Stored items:

= Beginning of Section =

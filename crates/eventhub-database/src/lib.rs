//! # eventhub-database
//!
//! PostgreSQL persistence for EventHub: connection pool management,
//! migrations, and the repository implementations of the entity store
//! traits.

pub mod connection;
pub mod migration;
pub mod repositories;
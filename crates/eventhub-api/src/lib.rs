//! # eventhub-api
//!
//! HTTP API layer for EventHub built on Axum.
//!
//! Provides the REST endpoints, the `AuthUser` extractor, DTOs, and the
//! mapping from domain errors to HTTP responses.

pub mod app;
pub mod dto;
pub mod error;
pub mod extractors;
pub mod handlers;
pub mod router;
pub mod state;

pub use app::run_server;
pub use state::AppState;
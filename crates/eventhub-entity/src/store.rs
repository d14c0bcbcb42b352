//! Store contracts consumed by the service layer.
//!
//! The stores hold no business logic; every invariant is enforced by the
//! services before mutation, with one deliberate exception: the capacity
//! check in [`EventStore::add_attendee`] happens inside the store as a
//! single atomic read-modify-write, because splitting it across calls
//! would let concurrent joins race past `max_attendees`.

use async_trait::async_trait;
use chrono::{DateTime, Utc};

use eventhub_core::AppResult;
use eventhub_core::types::{EventId, UserId};

use crate::event::{Event, EventFilter, EventInput, EventSummary, JoinOutcome, NewEvent};
use crate::user::{NewUser, User, UserSummary};

/// Persistence contract for user records.
#[async_trait]
pub trait UserStore: Send + Sync + 'static {
    /// Persist a new user and return it.
    async fn create(&self, data: &NewUser) -> AppResult<User>;

    /// Find a user by primary key.
    async fn find_by_id(&self, id: UserId) -> AppResult<Option<User>>;

    /// Find a user by email (case-insensitive).
    async fn find_by_email(&self, email: &str) -> AppResult<Option<User>>;

    /// Find a user by exact username.
    async fn find_by_username(&self, username: &str) -> AppResult<Option<User>>;

    /// Update a user's profile fields. Returns `false` if the user does
    /// not exist.
    async fn update_profile(&self, id: UserId, username: &str, bio: &str) -> AppResult<bool>;
}

/// Persistence contract for event records and attendee relationships.
#[async_trait]
pub trait EventStore: Send + Sync + 'static {
    /// Persist a new event with an empty attendee set and return it.
    async fn create(&self, data: &NewEvent) -> AppResult<Event>;

    /// Find an event by primary key.
    async fn find_by_id(&self, id: EventId) -> AppResult<Option<Event>>;

    /// Replace an event's editable fields. The attendee set and the
    /// organizer are untouched. Returns the updated event, or `None` if
    /// it does not exist.
    async fn update(&self, id: EventId, input: &EventInput) -> AppResult<Option<Event>>;

    /// Delete an event together with its attendee relationships, as one
    /// atomic unit. User records are untouched. Returns `false` if the
    /// event does not exist.
    async fn delete(&self, id: EventId) -> AppResult<bool>;

    /// Add an attendee, checking capacity and the insert as one
    /// indivisible step. Concurrent calls on the same event must
    /// serialize; at most `max_attendees` insertions can ever succeed.
    async fn add_attendee(&self, id: EventId, user: UserId) -> AppResult<JoinOutcome>;

    /// Remove an attendee. Returns `false` if the user was not in the
    /// attendee set.
    async fn remove_attendee(&self, id: EventId, user: UserId) -> AppResult<bool>;

    /// Whether the user is in the event's attendee set.
    async fn is_attendee(&self, id: EventId, user: UserId) -> AppResult<bool>;

    /// The event's attendees resolved to display fields, in join order.
    async fn attendees_of(&self, id: EventId) -> AppResult<Vec<UserSummary>>;

    /// Number of current attendees.
    async fn attendee_count(&self, id: EventId) -> AppResult<i64>;

    /// Events with `date >= now` matching the filter, ascending by date,
    /// enriched with organizer display fields and attendee counts.
    async fn list_upcoming(
        &self,
        filter: &EventFilter,
        now: DateTime<Utc>,
    ) -> AppResult<Vec<EventSummary>>;

    /// All events organized by the user, past included, descending by
    /// date.
    async fn list_by_organizer(&self, organizer: UserId) -> AppResult<Vec<EventSummary>>;

    /// Upcoming events the user attends, ascending by date.
    async fn list_attending(&self, user: UserId, now: DateTime<Utc>)
    -> AppResult<Vec<EventSummary>>;
}
//! Database configuration.

use serde::{Deserialize, Serialize};

/// Database connection pool configuration.
#[derive(Debug, Clone, Serialize, Deserialize)]
pub struct DatabaseConfig {
    /// PostgreSQL connection URL.
    pub url: String,
    /// Maximum number of connections in the pool.
    #[serde(default = "default_max_connections")]
    pub max_connections: u32,
    /// Minimum number of connections in the pool.
    #[serde(default = "default_min_connections")]
    pub min_connections: u32,
    /// Connection timeout in seconds.
    #[serde(default = "default_connect_timeout")]
    pub connect_timeout_seconds: u64,
    /// Idle connection timeout in seconds.
    #[serde(default = "default_idle_timeout")]
    pub idle_timeout_seconds: u64,
}

fn default_max_connections() -> u32 {
    20
}

fn default_min_connections() -> u32 {
    5
}

fn default_connect_timeout() -> u64 {
    10
}

fn default_idle_timeout() -> u64 {
    300
}
//! Event domain and query services.

pub mod query;
pub mod service;

pub use query::EventQueryService;
pub use service::EventService;
//! The event domain service — every state-changing operation on events
//! flows through here and nowhere else.
//!
//! Checks run in a fixed order: existence, then authorization, then field
//! validation, then the mutation. No operation partially applies; each
//! either fully succeeds or leaves stored state unchanged.

use std::sync::Arc;

use tracing::info;

use eventhub_core::types::{EventId, UserId};
use eventhub_core::{AppError, AppResult};
use eventhub_entity::event::{Event, EventInput, JoinOutcome, NewEvent};
use eventhub_entity::store::{EventStore, UserStore};

/// Enforces creation, update, deletion, and join/leave rules on events.
#[derive(Clone)]
pub struct EventService {
    /// Event store.
    events: Arc<dyn EventStore>,
    /// User store, for actor existence checks.
    users: Arc<dyn UserStore>,
}

impl EventService {
    /// Creates a new event service.
    pub fn new(events: Arc<dyn EventStore>, users: Arc<dyn UserStore>) -> Self {
        Self { events, users }
    }

    /// Creates an event. The actor becomes the organizer and the
    /// attendee set starts empty.
    pub async fn create_event(&self, actor: UserId, input: EventInput) -> AppResult<Event> {
        input.validate()?;
        self.require_user(actor).await?;

        let event = self
            .events
            .create(&NewEvent {
                input,
                organizer: actor,
            })
            .await?;

        info!(event_id = %event.id, organizer = %actor, "Event created");

        Ok(event)
    }

    /// Updates an event's fields. Only the organizer may update; the
    /// attendee set and the organizer are never touched.
    pub async fn update_event(
        &self,
        actor: UserId,
        event_id: EventId,
        input: EventInput,
    ) -> AppResult<Event> {
        let event = self.require_event(event_id).await?;
        self.require_organizer(&event, actor)?;
        input.validate()?;

        let updated = self
            .events
            .update(event_id, &input)
            .await?
            .ok_or_else(|| AppError::not_found("Event not found"))?;

        info!(event_id = %event_id, "Event updated");

        Ok(updated)
    }

    /// Deletes an event and, with it, all its attendee relationships.
    /// Only the organizer may delete. User records are untouched.
    pub async fn delete_event(&self, actor: UserId, event_id: EventId) -> AppResult<()> {
        let event = self.require_event(event_id).await?;
        self.require_organizer(&event, actor)?;

        if !self.events.delete(event_id).await? {
            return Err(AppError::not_found("Event not found"));
        }

        info!(event_id = %event_id, "Event deleted");

        Ok(())
    }

    /// Registers the actor as an attendee.
    ///
    /// The capacity check and the insertion are evaluated as one
    /// indivisible step by the store, so concurrent joins can never
    /// exceed `max_attendees`. Organizers are not rejected here; keeping
    /// them out of their own attendee list is a presentation-layer
    /// policy.
    pub async fn join_event(&self, actor: UserId, event_id: EventId) -> AppResult<()> {
        self.require_event(event_id).await?;
        self.require_user(actor).await?;

        match self.events.add_attendee(event_id, actor).await? {
            JoinOutcome::Joined => {
                info!(event_id = %event_id, user_id = %actor, "User joined event");
                Ok(())
            }
            JoinOutcome::AlreadyJoined => Err(AppError::already_joined(
                "You are already registered for this event",
            )),
            JoinOutcome::Full => Err(AppError::event_full("Event is full")),
        }
    }

    /// Removes the actor from the attendee set.
    pub async fn leave_event(&self, actor: UserId, event_id: EventId) -> AppResult<()> {
        self.require_event(event_id).await?;

        if !self.events.remove_attendee(event_id, actor).await? {
            return Err(AppError::not_joined(
                "You are not registered for this event",
            ));
        }

        info!(event_id = %event_id, user_id = %actor, "User left event");

        Ok(())
    }

    async fn require_user(&self, id: UserId) -> AppResult<()> {
        if self.users.find_by_id(id).await?.is_none() {
            return Err(AppError::not_found("User not found"));
        }
        Ok(())
    }

    async fn require_event(&self, id: EventId) -> AppResult<Event> {
        self.events
            .find_by_id(id)
            .await?
            .ok_or_else(|| AppError::not_found("Event not found"))
    }

    fn require_organizer(&self, event: &Event, actor: UserId) -> AppResult<()> {
        if event.organizer != actor {
            return Err(AppError::authorization(
                "Only the organizer may modify this event",
            ));
        }
        Ok(())
    }
}
//! Application builder. Wires repositories, services, router, and state
//! into a running Axum server.

use std::sync::Arc;

use sqlx::PgPool;

use eventhub_auth::jwt::TokenCodec;
use eventhub_auth::password::{PasswordHasher, PasswordPolicy};
use eventhub_core::config::AppConfig;
use eventhub_core::error::AppError;
use eventhub_database::repositories::{EventRepository, UserRepository};
use eventhub_entity::store::{EventStore, UserStore};
use eventhub_service::{EventQueryService, EventService, UserService};

use crate::router::build_router;
use crate::state::AppState;

/// Runs the EventHub server with the given configuration and database pool.
pub async fn run_server(config: AppConfig, db_pool: PgPool) -> Result<(), AppError> {
    let user_store: Arc<dyn UserStore> = Arc::new(UserRepository::new(db_pool.clone()));
    let event_store: Arc<dyn EventStore> = Arc::new(EventRepository::new(db_pool.clone()));

    let password_hasher = Arc::new(PasswordHasher::new());
    let password_policy = PasswordPolicy::new(&config.auth);
    let token_codec = Arc::new(TokenCodec::new(&config.auth));

    let user_service = Arc::new(UserService::new(
        Arc::clone(&user_store),
        Arc::clone(&password_hasher),
        password_policy,
    ));
    let event_service = Arc::new(EventService::new(
        Arc::clone(&event_store),
        Arc::clone(&user_store),
    ));
    let query_service = Arc::new(EventQueryService::new(
        Arc::clone(&event_store),
        Arc::clone(&user_store),
    ));

    let state = AppState {
        config: Arc::new(config.clone()),
        db_pool,
        token_codec,
        user_service,
        event_service,
        query_service,
    };

    let app = build_router(state);
    let addr = format!("{}:{}", config.server.host, config.server.port);
    let listener = tokio::net::TcpListener::bind(&addr)
        .await
        .map_err(|e| AppError::internal(format!("Failed to bind {addr}: {e}")))?;

    tracing::info!("EventHub server listening on {}", addr);

    axum::serve(listener, app)
        .with_graceful_shutdown(shutdown_signal())
        .await
        .map_err(|e| AppError::internal(format!("Server error: {e}")))?;

    Ok(())
}

async fn shutdown_signal() {
    let ctrl_c = async {
        tokio::signal::ctrl_c()
            .await
            .expect("Failed to install Ctrl+C handler");
    };

    #[cfg(unix)]
    let terminate = async {
        tokio::signal::unix::signal(tokio::signal::unix::SignalKind::terminate())
            .expect("Failed to install SIGTERM handler")
            .recv()
            .await;
    };

    #[cfg(not(unix))]
    let terminate = std::future::pending::<()>();

    tokio::select! {
        _ = ctrl_c => {},
        _ = terminate => {},
    }

    tracing::info!("Shutdown signal received");
}
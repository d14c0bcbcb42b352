//! User self-service handlers.

use axum::Json;
use axum::extract::State;

use eventhub_entity::event::EventSummary;

use crate::dto::request::UpdateProfileRequest;
use crate::dto::response::{ApiResponse, UserResponse};
use crate::error::ApiError;
use crate::extractors::AuthUser;
use crate::state::AppState;

/// GET /api/users/me
pub async fn get_profile(
    State(state): State<AppState>,
    auth: AuthUser,
) -> Result<Json<ApiResponse<UserResponse>>, ApiError> {
    let user = state.user_service.get_profile(auth.user_id).await?;
    Ok(Json(ApiResponse::ok(user.into())))
}

/// PUT /api/users/me
pub async fn update_profile(
    State(state): State<AppState>,
    auth: AuthUser,
    Json(req): Json<UpdateProfileRequest>,
) -> Result<Json<ApiResponse<UserResponse>>, ApiError> {
    let user = state
        .user_service
        .update_profile(auth.user_id, req.into())
        .await?;
    Ok(Json(ApiResponse::ok(user.into())))
}

/// GET /api/users/me/events
pub async fn organized_events(
    State(state): State<AppState>,
    auth: AuthUser,
) -> Result<Json<ApiResponse<Vec<EventSummary>>>, ApiError> {
    let events = state.query_service.list_organized(auth.user_id).await?;
    Ok(Json(ApiResponse::ok(events)))
}

/// GET /api/users/me/attending
pub async fn attending_events(
    State(state): State<AppState>,
    auth: AuthUser,
) -> Result<Json<ApiResponse<Vec<EventSummary>>>, ApiError> {
    let events = state.query_service.list_attending(auth.user_id).await?;
    Ok(Json(ApiResponse::ok(events)))
}
//! JWT claim payload.

use serde::{Deserialize, Serialize};
use uuid::Uuid;

use eventhub_core::types::UserId;

/// Claims carried in a session token.
#[derive(Debug, Clone, Serialize, Deserialize)]
pub struct Claims {
    /// The authenticated user's ID.
    pub sub: UserId,
    /// The username at issue time (convenience field).
    pub username: String,
    /// Issued-at, unix seconds.
    pub iat: i64,
    /// Expiry, unix seconds.
    pub exp: i64,
    /// Unique token ID.
    pub jti: Uuid,
}

impl Claims {
    /// The authenticated user's ID.
    pub fn user_id(&self) -> UserId {
        self.sub
    }
}
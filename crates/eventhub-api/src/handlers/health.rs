//! Health check handler.

use axum::Json;
use axum::extract::State;

use crate::dto::response::{ApiResponse, HealthResponse};
use crate::state::AppState;

/// GET /api/health
pub async fn health(State(state): State<AppState>) -> Json<ApiResponse<HealthResponse>> {
    let database = match eventhub_database::connection::health_check(&state.db_pool).await {
        Ok(()) => "connected",
        Err(_) => "unavailable",
    };

    Json(ApiResponse::ok(HealthResponse {
        status: "ok".to_string(),
        database: database.to_string(),
        version: env!("CARGO_PKG_VERSION").to_string(),
    }))
}
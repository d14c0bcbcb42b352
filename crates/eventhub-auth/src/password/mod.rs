//! Password hashing and policy enforcement.

pub mod hasher;
pub mod policy;

pub use hasher::PasswordHasher;
pub use policy::PasswordPolicy;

= End of Section =

→ **TASK TO COMPLETE**: Going through the data above, please tally the lines that contain the string "tracing" and return only the total.

→ **ANSWER SECTION**: 3